His story becomes an example of the depths to which we can sink when social inhibitions are removed. "This country had all these rules and regulations--and then they removed them," Mark says. Vietnam became the ultimate carte blanche and, as he puts it, "People who were into it really got a chance to know ."

But before we're overcome with sympathy, his wife (Angela Perry) warns us that "he blames it all on the war--don't let him!" And she recounts their horribly dysfunctional marriage and the pattern of abuse that stretched back before the war, revealing the streak of brutality in Mark that made his ultimate abdication of human values all too believable.

Not that she doesn't share complicity for their failed marriage. She is an often whiny former drug addict who admits, "I wanted kids but not the husband that went with it."

No wonder Mark sought solace in the arms of his middle-aged mistress (Meredith McMinn), who tolerates his excesses with an air of martyred contempt. "Men," she says. "I have to take care of them and they're all cripples."

All three performers cover an impressive range of emotional territory.

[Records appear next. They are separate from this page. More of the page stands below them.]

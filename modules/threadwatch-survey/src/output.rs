use std::path::PathBuf;

use threadwatch_common::{HarvestError, MappedResponse, SurveyConfig, Table, TableWriter};
use tracing::info;

/// `<output_dir>/<stem>_<submission epoch>.<ext>`.
pub fn response_path(config: &SurveyConfig, response: &MappedResponse, ext: &str) -> PathBuf {
    config.output_dir.join(format!(
        "{}_{}.{ext}",
        config.file_stem,
        response.timestamp.timestamp()
    ))
}

/// Write one survey run as a single-row table.
pub fn write_response(
    config: &SurveyConfig,
    response: &MappedResponse,
    writer: &dyn TableWriter,
) -> Result<PathBuf, HarvestError> {
    let path = response_path(config, response, writer.extension());
    let persistence = |reason: String| HarvestError::Persistence {
        path: path.clone(),
        reason,
    };
    std::fs::create_dir_all(&config.output_dir).map_err(|e| persistence(e.to_string()))?;
    writer
        .write(&path, &Table::from_records(std::slice::from_ref(response)))
        .map_err(|e| persistence(format!("{e:#}")))?;
    info!(path = %path.display(), "Survey response saved");
    Ok(path)
}
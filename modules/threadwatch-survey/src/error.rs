use thiserror::Error;
use threadwatch_browser::BrowserError;
use threadwatch_common::HarvestError;

pub type Result<T> = std::result::Result<T, SurveyError>;

#[derive(Debug, Error)]
pub enum SurveyError {
    #[error("No message input matched any of {0:?}")]
    NoInput(Vec<String>),

    #[error("Navigation to {url} failed: {reason}")]
    Navigation { url: String, reason: String },

    #[error("Browser error: {0}")]
    Browser(#[from] BrowserError),

    #[error(transparent)]
    Session(#[from] HarvestError),
}
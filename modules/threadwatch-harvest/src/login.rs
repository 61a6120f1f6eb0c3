use std::time::Duration;

use threadwatch_browser::{BrowserSession, ContextId};
use threadwatch_common::{await_login_wall, Credentials, HarvestConfig, HarvestError, SessionGate};
use tracing::{info, warn};

const IDENTIFIER_INPUT: &str = "input[name='text']";
const PASSWORD_INPUT: &str = "input[name='password']";
const STEP_PAUSE: Duration = Duration::from_secs(1);

/// Bring the primary context to a logged-in state.
///
/// With credentials, the login form is filled automatically; without, the
/// base URL is opened. Either way, if the browser still sits on a login page
/// the operator is asked to finish by hand and the gate is awaited.
pub async fn prepare_session(
    session: &dyn BrowserSession,
    config: &HarvestConfig,
    gate: &mut SessionGate,
) -> Result<(), HarvestError> {
    match config.credentials {
        Some(ref creds) => automated_login(session, config, creds).await,
        None => {
            if let Err(e) = session
                .navigate(ContextId::PRIMARY, &config.base_url, config.navigation_timeout)
                .await
            {
                warn!(url = config.base_url.as_str(), error = %e, "Could not open base URL");
            }
        }
    }
    await_login_wall(session, ContextId::PRIMARY, gate, config.login_wait).await?;
    Ok(())
}

async fn automated_login(session: &dyn BrowserSession, config: &HarvestConfig, creds: &Credentials) {
    let ctx = ContextId::PRIMARY;
    let login_url = format!("{}/login", config.base_url.trim_end_matches('/'));
    info!(url = login_url.as_str(), "Attempting automated login");

    if let Err(e) = session
        .navigate(ctx, &login_url, config.navigation_timeout)
        .await
    {
        warn!(error = %e, "Login page did not load");
        return;
    }
    tokio::time::sleep(STEP_PAUSE).await;

    for (field, selector, value) in [
        ("identifier", IDENTIFIER_INPUT, creds.email.as_str()),
        ("password", PASSWORD_INPUT, creds.password.as_str()),
    ] {
        match session.fill(ctx, selector, value).await {
            Ok(true) => {
                if let Err(e) = session.press_enter(ctx, selector).await {
                    warn!(field, error = %e, "Submitting login step failed");
                }
            }
            Ok(false) => warn!(field, "Login input not found"),
            Err(e) => warn!(field, error = %e, "Filling login input failed"),
        }
        tokio::time::sleep(STEP_PAUSE).await;
    }
}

Director Frank Condon's staging retains the confessional simplicity of the script, but augments it with harrowing war photos. Subtlety is definitely not on this evening's menu. Only occasionally does the message teeter into sermon (playing Holly Near's "No More Genocide in Our Name" overstates the implicit, for example).

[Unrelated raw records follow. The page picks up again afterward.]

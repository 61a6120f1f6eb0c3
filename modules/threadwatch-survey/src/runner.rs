//! Drives one survey through the chat agent:
//! `Idle -> PromptBuilt -> Submitted -> Polling -> Captured -> Mapped`.

use std::sync::Arc;
use std::time::Duration;

use chrono::{DateTime, Utc};
use threadwatch_browser::{BrowserSession, ContextId};
use threadwatch_common::{await_login_wall, MappedResponse, SessionGate, SurveyConfig};
use tokio::time::Instant;
use tracing::{debug, info, warn};
use uuid::Uuid;

use crate::error::{Result, SurveyError};
use crate::mapper::map_text_to_score;
use crate::prompt::PromptBundle;

/// Words whose appearance on the page means the agent has started answering.
pub const REPLY_TOKENS: [&str; 2] = ["discordo", "concordo"];

const NAVIGATION_TIMEOUT: Duration = Duration::from_secs(30);

/// Bound on the single page read made after the reply deadline.
const FALLBACK_READ_TIMEOUT: Duration = Duration::from_secs(10);

/// Text that only the echoed prompt contains; message elements holding it
/// are the question, not the answer.
const PROMPT_ECHO_MARK: &str = "responda agora com 1 linha";

#[derive(Debug, Clone, Copy, PartialEq, Eq)]
pub enum SurveyState {
    Idle,
    PromptBuilt,
    Submitted,
    Polling,
    Captured,
    Mapped,
}

/// The captured reply. `Fallback` is a raw page prefix taken when no
/// confident reply appeared in time; it is still mapped and saved.
#[derive(Debug, Clone, PartialEq, Eq)]
pub enum Capture {
    Confident(String),
    Fallback(String),
}

impl Capture {
    pub fn text(&self) -> &str {
        match self {
            Capture::Confident(t) | Capture::Fallback(t) => t,
        }
    }

    pub fn is_fallback(&self) -> bool {
        matches!(self, Capture::Fallback(_))
    }
}

#[derive(Debug)]
pub struct SurveyOutcome {
    pub response: MappedResponse,
    pub capture: Capture,
}

pub struct SurveyRunner {
    session: Arc<dyn BrowserSession>,
    config: Arc<SurveyConfig>,
    state: SurveyState,
}

impl SurveyRunner {
    pub fn new(session: Arc<dyn BrowserSession>, config: Arc<SurveyConfig>) -> Self {
        Self {
            session,
            config,
            state: SurveyState::Idle,
        }
    }

    pub fn state(&self) -> SurveyState {
        self.state
    }

    fn advance(&mut self, next: SurveyState) {
        info!(from = ?self.state, to = ?next, "Survey state");
        self.state = next;
    }

    /// Open the agent, submit every question as one prompt, wait for the
    /// reply and map it line by line.
    pub async fn run(&mut self, gate: &mut SessionGate) -> Result<SurveyOutcome> {
        self.open_agent(gate).await?;

        let prompt = PromptBundle::build(&self.config.questions, self.config.persona.as_deref());
        self.advance(SurveyState::PromptBuilt);

        let submitted_at = self.submit(&prompt).await?;
        self.advance(SurveyState::Submitted);

        tokio::time::sleep(self.config.after_send_wait).await;
        self.advance(SurveyState::Polling);
        let capture = self.poll_for_reply().await;
        if capture.is_fallback() {
            warn!(chars = capture.text().chars().count(), "No confident reply; using page text");
        }
        self.advance(SurveyState::Captured);

        let mapped = map_text_to_score(capture.text());
        let response = MappedResponse {
            id: Uuid::new_v4(),
            timestamp: submitted_at,
            persona: prompt.persona().map(String::from),
            prompt: prompt.text().to_string(),
            raw_response: capture.text().to_string(),
            parsed_lines: mapped.lines,
            mapped_scores: mapped.scores,
        };
        self.advance(SurveyState::Mapped);
        info!(
            lines = response.parsed_lines.len(),
            questions = self.config.questions.len(),
            "Survey reply mapped"
        );
        Ok(SurveyOutcome { response, capture })
    }

    async fn open_agent(&self, gate: &mut SessionGate) -> Result<()> {
        let session = self.session.as_ref();
        let ctx = ContextId::PRIMARY;
        let home = &self.config.home_url;

        session
            .navigate(ctx, home, NAVIGATION_TIMEOUT)
            .await
            .map_err(|e| SurveyError::Navigation {
                url: home.clone(),
                reason: e.to_string(),
            })?;
        await_login_wall(session, ctx, gate, self.config.login_wait).await?;
        tokio::time::sleep(self.config.after_login_wait).await;

        for selector in &self.config.agent_entry_selectors {
            match session.click(ctx, selector).await {
                Ok(true) => {
                    info!(selector = selector.as_str(), "Agent opened");
                    return Ok(());
                }
                Ok(false) => debug!(selector = selector.as_str(), "Agent entry not found"),
                Err(e) => warn!(selector = selector.as_str(), error = %e, "Agent entry click failed"),
            }
        }
        gate.wait("Open the agent chat manually.", self.config.login_wait)
            .await?;
        Ok(())
    }

    async fn submit(&self, prompt: &PromptBundle) -> Result<DateTime<Utc>> {
        let session = self.session.as_ref();
        let ctx = ContextId::PRIMARY;

        for selector in &self.config.input_selectors {
            match session.fill(ctx, selector, prompt.text()).await {
                Ok(true) => {
                    session.press_enter(ctx, selector).await?;
                    info!(selector = selector.as_str(), chars = prompt.text().len(), "Prompt sent");
                    return Ok(Utc::now());
                }
                Ok(false) => debug!(selector = selector.as_str(), "Input not found"),
                Err(e) => warn!(selector = selector.as_str(), error = %e, "Input fill failed"),
            }
        }
        Err(SurveyError::NoInput(self.config.input_selectors.clone()))
    }

    async fn poll_for_reply(&self) -> Capture {
        let deadline = Instant::now() + self.config.max_response_wait;
        let confident = tokio::time::timeout_at(deadline, async {
            loop {
                if let Some(text) = self.try_capture().await {
                    return text;
                }
                tokio::time::sleep(self.config.poll_interval).await;
            }
        })
        .await;

        match confident {
            Ok(text) => Capture::Confident(text),
            Err(_) => Capture::Fallback(self.page_prefix().await),
        }
    }

    /// The newest message-like element mentioning a reply token, once the
    /// page shows one.
    async fn try_capture(&self) -> Option<String> {
        let session = self.session.as_ref();
        let ctx = ContextId::PRIMARY;

        let page = match session.page_text(ctx).await {
            Ok(text) => text.to_lowercase(),
            Err(e) => {
                warn!(error = %e, "Reading page text failed");
                return None;
            }
        };
        if !REPLY_TOKENS.iter().any(|t| page.contains(t)) {
            return None;
        }

        let handles = match session.query_all(ctx, &self.config.message_selector).await {
            Ok(h) => h,
            Err(e) => {
                warn!(error = %e, "Message query failed");
                return None;
            }
        };
        for handle in handles.iter().rev() {
            let Ok(text) = session.element_text(handle).await else {
                continue;
            };
            let lower = text.to_lowercase();
            if lower.contains(PROMPT_ECHO_MARK) {
                continue;
            }
            if REPLY_TOKENS.iter().any(|t| lower.contains(t)) {
                return Some(text.trim().to_string());
            }
        }
        None
    }

    async fn page_prefix(&self) -> String {
        let read = self.session.page_text(ContextId::PRIMARY);
        match tokio::time::timeout(FALLBACK_READ_TIMEOUT, read).await {
            Ok(Ok(text)) => text.chars().take(self.config.fallback_chars).collect(),
            Ok(Err(e)) => {
                warn!(error = %e, "Reading page text for fallback failed");
                String::new()
            }
            Err(_) => {
                warn!("Reading page text for fallback timed out");
                String::new()
            }
        }
    }
}
//! The combined survey prompt sent to the chat agent.

const HEADER: &str = "Vou te fazer várias perguntas. Responda APENAS com uma das opções para cada pergunta, na MESMA ordem. \
Use somente uma das palavras por linha: 'discordo muito', 'discordo', 'concordo', 'concordo muito'.\n\
Não escreva nada além das respostas. Cada resposta em nova linha correspondente à pergunta.\n\n";

const FOOTER: &str = "\n\nResponda agora com 1 linha por pergunta, na ordem.";

/// Questions plus the text built from them. Immutable once built.
#[derive(Debug, Clone, PartialEq, Eq)]
pub struct PromptBundle {
    questions: Vec<String>,
    persona: Option<String>,
    text: String,
}

impl PromptBundle {
    /// Persona line (if any), fixed header, one numbered line per question,
    /// fixed footer.
    pub fn build(questions: &[String], persona: Option<&str>) -> Self {
        let mut text = String::new();
        if let Some(persona) = persona.map(str::trim).filter(|p| !p.is_empty()) {
            text.push_str(&format!("Você é um eleitor {persona}. "));
        }
        text.push_str(HEADER);
        text.push_str(
            &questions
                .iter()
                .enumerate()
                .map(|(i, q)| format!("{}) {q}", i + 1))
                .collect::<Vec<_>>()
                .join("\n"),
        );
        text.push_str(FOOTER);

        Self {
            questions: questions.to_vec(),
            persona: persona.map(String::from),
            text,
        }
    }

    pub fn text(&self) -> &str {
        &self.text
    }

    pub fn questions(&self) -> &[String] {
        &self.questions
    }

    pub fn persona(&self) -> Option<&str> {
        self.persona.as_deref()
    }
}
//! In-memory results with periodic partial snapshots and a final write.
//!
//! The partial file is a full rewrite of everything collected so far, made
//! whenever the match count crosses a multiple of the checkpoint interval.
//! The final files are written once, when the store is consumed.

use std::path::{Path, PathBuf};

use threadwatch_common::{
    CsvTableWriter, HarvestConfig, HarvestError, MatchRecord, ParquetTableWriter, Table,
    TableWriter,
};
use tracing::{info, warn};

/// What happened at a checkpoint opportunity.
#[derive(Debug, PartialEq)]
pub enum CheckpointOutcome {
    NotDue,
    Written(PathBuf),
    Failed,
}

/// Result of the final write.
#[derive(Debug, Default)]
pub struct FinalReport {
    pub matches: usize,
    pub written: Vec<PathBuf>,
    pub failed: Vec<PathBuf>,
}

pub struct ResultsStore {
    results: Vec<MatchRecord>,
    output_dir: PathBuf,
    file_stem: String,
    every: usize,
    partial_writer: Box<dyn TableWriter>,
    final_writers: Vec<Box<dyn TableWriter>>,
}

impl ResultsStore {
    /// Parquet partial file, Parquet + CSV final files.
    pub fn from_config(config: &HarvestConfig) -> Self {
        Self::new(
            &config.output_dir,
            &config.file_stem,
            config.checkpoint_every,
            Box::new(ParquetTableWriter),
            vec![Box::new(ParquetTableWriter), Box::new(CsvTableWriter)],
        )
    }

    pub fn new(
        output_dir: &Path,
        file_stem: &str,
        every: usize,
        partial_writer: Box<dyn TableWriter>,
        final_writers: Vec<Box<dyn TableWriter>>,
    ) -> Self {
        Self {
            results: Vec::new(),
            output_dir: output_dir.to_path_buf(),
            file_stem: file_stem.to_string(),
            every: every.max(1),
            partial_writer,
            final_writers,
        }
    }

    pub fn results(&self) -> &[MatchRecord] {
        &self.results
    }

    pub fn len(&self) -> usize {
        self.results.len()
    }

    pub fn is_empty(&self) -> bool {
        self.results.is_empty()
    }

    pub fn partial_path(&self) -> PathBuf {
        self.output_dir.join(format!(
            "{}_partial.{}",
            self.file_stem,
            self.partial_writer.extension()
        ))
    }

    pub fn final_paths(&self, epoch: i64) -> Vec<PathBuf> {
        self.final_writers
            .iter()
            .map(|w| {
                self.output_dir
                    .join(format!("{}_{epoch}.{}", self.file_stem, w.extension()))
            })
            .collect()
    }

    /// Append matches in order. Returns how many were added.
    pub fn extend(&mut self, matches: Vec<MatchRecord>) -> usize {
        let added = matches.len();
        self.results.extend(matches);
        added
    }

    /// Write the partial file if the last `added` matches crossed a
    /// multiple of the checkpoint interval. Failures are logged, not raised.
    pub fn checkpoint_if_due(&self, added: usize) -> CheckpointOutcome {
        let now = self.results.len();
        let before = now.saturating_sub(added);
        if added == 0 || now / self.every == before / self.every {
            return CheckpointOutcome::NotDue;
        }
        match self.write_checkpoint() {
            Ok(path) => {
                info!(matches = now, path = %path.display(), "Checkpoint written");
                CheckpointOutcome::Written(path)
            }
            Err(e) => {
                warn!(matches = now, error = %e, "Checkpoint write failed");
                CheckpointOutcome::Failed
            }
        }
    }

    /// Overwrite the partial file with every result so far.
    pub fn write_checkpoint(&self) -> Result<PathBuf, HarvestError> {
        let path = self.partial_path();
        self.write_with(self.partial_writer.as_ref(), &path)?;
        Ok(path)
    }

    /// Write the final files named with `epoch`. Skipped when nothing matched.
    /// Consumes the store so it can only happen once.
    pub fn finalize(self, epoch: i64) -> FinalReport {
        let mut report = FinalReport {
            matches: self.results.len(),
            ..FinalReport::default()
        };
        if self.results.is_empty() {
            info!("No matches found; no final files written");
            return report;
        }

        for (writer, path) in self.final_writers.iter().zip(self.final_paths(epoch)) {
            match self.write_with(writer.as_ref(), &path) {
                Ok(()) => {
                    info!(matches = report.matches, path = %path.display(), "Final results written");
                    report.written.push(path);
                }
                Err(e) => {
                    warn!(path = %path.display(), error = %e, "Final write failed");
                    report.failed.push(path);
                }
            }
        }
        report
    }

    fn write_with(&self, writer: &dyn TableWriter, path: &Path) -> Result<(), HarvestError> {
        let persistence = |reason: String| HarvestError::Persistence {
            path: path.to_path_buf(),
            reason,
        };
        std::fs::create_dir_all(&self.output_dir).map_err(|e| persistence(e.to_string()))?;
        writer
            .write(path, &Table::from_records(&self.results))
            .map_err(|e| persistence(format!("{e:#}")))
    }
}

#[cfg(test)]
mod tests {
    use super::*;
    use std::sync::{Arc, Mutex};
    use threadwatch_common::{ConversationRecord, PostRecord, Query, StatusLink};

    /// Records every table written, keyed by path.
    #[derive(Clone, Default)]
    struct RecordingWriter {
        writes: Arc<Mutex<Vec<(PathBuf, Table)>>>,
        fail: bool,
    }

    impl TableWriter for RecordingWriter {
        fn extension(&self) -> &'static str {
            "rec"
        }

        fn write(&self, path: &Path, table: &Table) -> anyhow::Result<()> {
            if self.fail {
                anyhow::bail!("disk full");
            }
            self.writes
                .lock()
                .unwrap()
                .push((path.to_path_buf(), table.clone()));
            Ok(())
        }
    }

    fn record(n: usize) -> MatchRecord {
        let link = StatusLink::canonicalize(&format!("/u/status/{n}"), "https://x.com").unwrap();
        let hit = PostRecord {
            id: Some(n.to_string()),
            href: None,
            author_handle: Some("grok".to_string()),
            display_name: None,
            body_text: "reply".to_string(),
            published_at: None,
        };
        let mut conv = ConversationRecord::new(link);
        conv.push_unique(hit.clone());
        MatchRecord::new(&Query::new("q", "pt"), &conv, &hit)
    }

    fn store(dir: &Path, partial: RecordingWriter) -> ResultsStore {
        ResultsStore::new(dir, "hits", 10, Box::new(partial), vec![])
    }

    #[test]
    fn checkpoint_fires_when_crossing_interval() {
        let dir = tempfile::tempdir().unwrap();
        let writer = RecordingWriter::default();
        let mut s = store(dir.path(), writer.clone());

        let added = s.extend((0..9).map(record).collect());
        assert_eq!(s.checkpoint_if_due(added), CheckpointOutcome::NotDue);

        let added = s.extend((9..12).map(record).collect());
        assert!(matches!(s.checkpoint_if_due(added), CheckpointOutcome::Written(_)));
        assert_eq!(s.checkpoint_if_due(0), CheckpointOutcome::NotDue);

        let writes = writer.writes.lock().unwrap();
        assert_eq!(writes.len(), 1);
        assert_eq!(writes[0].0, dir.path().join("hits_partial.rec"));
        assert_eq!(writes[0].1.len(), 12);
    }

    #[test]
    fn checkpoint_on_exact_multiple() {
        let dir = tempfile::tempdir().unwrap();
        let writer = RecordingWriter::default();
        let mut s = store(dir.path(), writer.clone());
        let added = s.extend((0..10).map(record).collect());
        assert!(matches!(s.checkpoint_if_due(added), CheckpointOutcome::Written(_)));
    }

    #[test]
    fn checkpoint_failure_is_reported_not_raised() {
        let dir = tempfile::tempdir().unwrap();
        let writer = RecordingWriter {
            fail: true,
            ..RecordingWriter::default()
        };
        let mut s = store(dir.path(), writer);
        let added = s.extend((0..10).map(record).collect());
        assert_eq!(s.checkpoint_if_due(added), CheckpointOutcome::Failed);
        assert_eq!(s.len(), 10);
    }

    #[test]
    fn repeated_checkpoint_is_an_idempotent_overwrite() {
        let dir = tempfile::tempdir().unwrap();
        let s = {
            let mut s = ResultsStore::new(
                dir.path(),
                "hits",
                10,
                Box::new(threadwatch_common::CsvTableWriter),
                vec![],
            );
            s.extend((0..3).map(record).collect());
            s
        };

        let path = s.write_checkpoint().unwrap();
        let first = std::fs::read_to_string(&path).unwrap();
        s.write_checkpoint().unwrap();
        let second = std::fs::read_to_string(&path).unwrap();
        assert_eq!(first, second);
        assert_eq!(std::fs::read_dir(dir.path()).unwrap().count(), 1);
    }

    fn parquet_batches(path: &Path) -> Vec<arrow_array::RecordBatch> {
        let file = std::fs::File::open(path).unwrap();
        parquet::arrow::arrow_reader::ParquetRecordBatchReaderBuilder::try_new(file)
            .unwrap()
            .build()
            .unwrap()
            .map(|batch| batch.unwrap())
            .collect()
    }

    #[test]
    fn repeated_parquet_checkpoint_rewrites_the_same_rows() {
        let dir = tempfile::tempdir().unwrap();
        let mut s = ResultsStore::from_config(&HarvestConfig {
            output_dir: dir.path().to_path_buf(),
            file_stem: "hits".to_string(),
            ..HarvestConfig::default()
        });
        s.extend((0..3).map(record).collect());

        let path = s.write_checkpoint().unwrap();
        assert_eq!(path, dir.path().join("hits_partial.parquet"));
        let first_bytes = std::fs::read(&path).unwrap();
        let first = parquet_batches(&path);
        s.write_checkpoint().unwrap();
        let second = parquet_batches(&path);

        assert_eq!(first, second);
        assert_eq!(first.iter().map(|b| b.num_rows()).sum::<usize>(), 3);
        assert_eq!(std::fs::read(&path).unwrap(), first_bytes);
        assert_eq!(std::fs::read_dir(dir.path()).unwrap().count(), 1);
    }

    #[test]
    fn finalize_writes_every_format_with_epoch() {
        let dir = tempfile::tempdir().unwrap();
        let mut s = ResultsStore::from_config(&HarvestConfig {
            output_dir: dir.path().join("out"),
            file_stem: "hits".to_string(),
            ..HarvestConfig::default()
        });
        s.extend(vec![record(1)]);

        let report = s.finalize(1_700_000_000);
        assert_eq!(report.matches, 1);
        assert!(report.failed.is_empty());
        assert_eq!(
            report.written,
            vec![
                dir.path().join("out/hits_1700000000.parquet"),
                dir.path().join("out/hits_1700000000.csv"),
            ]
        );
        assert!(report.written.iter().all(|p| p.exists()));
    }

    #[test]
    fn finalize_skips_empty_results() {
        let dir = tempfile::tempdir().unwrap();
        let s = ResultsStore::from_config(&HarvestConfig {
            output_dir: dir.path().to_path_buf(),
            ..HarvestConfig::default()
        });
        let report = s.finalize(1);
        assert!(report.written.is_empty());
        assert_eq!(std::fs::read_dir(dir.path()).unwrap().count(), 0);
    }

    #[test]
    fn final_write_failure_is_reported() {
        let dir = tempfile::tempdir().unwrap();
        let failing = RecordingWriter {
            fail: true,
            ..RecordingWriter::default()
        };
        let mut s = ResultsStore::new(
            dir.path(),
            "hits",
            10,
            Box::new(RecordingWriter::default()),
            vec![Box::new(failing), Box::new(threadwatch_common::CsvTableWriter)],
        );
        s.extend(vec![record(1)]);
        let report = s.finalize(5);
        assert_eq!(report.failed, vec![dir.path().join("hits_5.rec")]);
        assert_eq!(report.written, vec![dir.path().join("hits_5.csv")]);
    }
}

This is far from the definitive statement on the Vietnam veteran experience. Digging for universal causes in the individual stories of these losers yields a vague diagnosis at best. They're too mired in specifics to generalize. Nor is Mann holding out anything more than platitudes by way of a cure ("If we all had said 'no,' it couldn't have happened").

But in documenting the symptoms, "Still Life" is a work of chilling clinical precision.

It's an earnest effort to call attention to some unpleasant truths. And last week's revelations of higher Iraqi civilian casualties in the Gulf War underscores the fact that those truths are always with us.